Today some flats have been converted into offices and one part of the building (in the lowest branch) have been demolished. So I think there remains only 600 flats.

Pics are from 2007 (the building is right now undergoing a renovation) :




























The Sillon in the 1970's :


----------



## alheaine (Jan 11, 2009)

looks very nice in the 70s..:cheers: i hope they renovate it to its former state..kay::yes:


----------



## anakngpasig (Jul 29, 2005)

not yet constructed but they plan to squeeze *50* apartments per floor in this building lol


----------



## Dimethyltryptamine (Aug 22, 2009)

anakngpasig said:


> not yet constructed but they plan to squeeze *50* apartments per floor in this building lol


Pwoah, 50 per floor? My god. Sardines!


----------



## Highcliff (May 4, 2006)

another very populated building in hong kong
the arch.....








http://es.wikipedia.org/wiki/Archivo:HK_The_Arch_Overview.jpg


----------



## Spookvlieger (Jul 10, 2009)

I wonder how many the I park towers have in Busan?
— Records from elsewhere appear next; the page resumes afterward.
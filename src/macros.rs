//! Logging macros that build the argument list.
//!
//! Every trailing argument goes through [`Arg::from`](crate::Arg), so plain
//! values become positional format arguments and [`Field`](crate::Field)s
//! become structured fields, in one list.
//!
//! # Examples
//!
//! ```no_run
//! use request_logger::{config, info, warn_f, Field, Logger};
//!
//! let logger = Logger::new(vec![config::set_log_type("console")]);
//!
//! info!(logger, "Server started");
//! info!(logger, "listening on port %d", 8080, Field::new("tls", true));
//!
//! let request = http::Request::builder().uri("/v1/orders").body(()).unwrap();
//! warn_f!(logger, &request, "orders", "slow upstream: %dms", 950);
//! ```

/// Log at an explicit level without context.
///
/// ```no_run
/// # use request_logger::{config, Logger, LogLevel};
/// # let logger = Logger::new(vec![config::set_log_type("console")]);
/// use request_logger::log;
/// log!(logger, LogLevel::Error, "exit code %d", 2);
/// ```
#[macro_export]
macro_rules! log {
    ($logger:expr, $level:expr, $template:expr $(, $arg:expr)* $(,)?) => {
        $logger.log(
            $level,
            $crate::CallContext::Absent,
            $crate::LogLevel::as_str(&$level),
            $template,
            &[$($crate::Arg::from($arg)),*],
        )
    };
}

/// Log an info-level message titled `info`.
#[macro_export]
macro_rules! info {
    ($logger:expr, $template:expr $(, $arg:expr)* $(,)?) => {
        $logger.info($template, &[$($crate::Arg::from($arg)),*])
    };
}

/// Log a warning titled `warn`.
///
/// ```no_run
/// # use request_logger::{config, Logger};
/// # let logger = Logger::new(vec![config::set_log_type("console")]);
/// use request_logger::warn;
/// warn!(logger, "retry %d of %d", 3, 5);
/// ```
#[macro_export]
macro_rules! warn {
    ($logger:expr, $template:expr $(, $arg:expr)* $(,)?) => {
        $logger.warn($template, &[$($crate::Arg::from($arg)),*])
    };
}

/// Log an error titled `error`.
#[macro_export]
macro_rules! error {
    ($logger:expr, $template:expr $(, $arg:expr)* $(,)?) => {
        $logger.error($template, &[$($crate::Arg::from($arg)),*])
    };
}

/// Log an info-level message with a context and a title.
#[macro_export]
macro_rules! info_f {
    ($logger:expr, $ctx:expr, $title:expr, $template:expr $(, $arg:expr)* $(,)?) => {
        $logger.info_f($ctx, $title, $template, &[$($crate::Arg::from($arg)),*])
    };
}

/// Log a warning with a context and a title.
#[macro_export]
macro_rules! warn_f {
    ($logger:expr, $ctx:expr, $title:expr, $template:expr $(, $arg:expr)* $(,)?) => {
        $logger.warn_f($ctx, $title, $template, &[$($crate::Arg::from($arg)),*])
    };
}

/// Log an error with a context and a title.
#[macro_export]
macro_rules! error_f {
    ($logger:expr, $ctx:expr, $title:expr, $template:expr $(, $arg:expr)* $(,)?) => {
        $logger.error_f($ctx, $title, $template, &[$($crate::Arg::from($arg)),*])
    };
}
http://www.vagabondjourney.com/travelogue/wp-content/uploads/busan-skyline.jpg

Or the ones behind it: Zenith towers:









http://thornton.s3.amazonaws.com/content_images/1603/Zenith_main.jpg


----------



## Highcliff (May 4, 2006)

^^^^
these towers in busan are very impressive....:drool::drool:








http://busan.for91days.com/category/neighborhoods/


----------



## SydneyCity (Nov 14, 2010)

World Tower in Sydney apparantly has around 2,500 people living in its 586 residential apartments, there's also 115 serviced apartments/hotel suites housing more people.


----------



## Tandax (Mar 5, 2011)

I find Chungking Mansions in Hong kong one of the most populated, crowded and interesting buildings i've been to.

http://en.wikipedia.org/wiki/Chungking_Mansions


----------



## dars-dm (Oct 13, 2007)

1947 flats


----------



## srbija (Dec 13, 2006)

nice


----------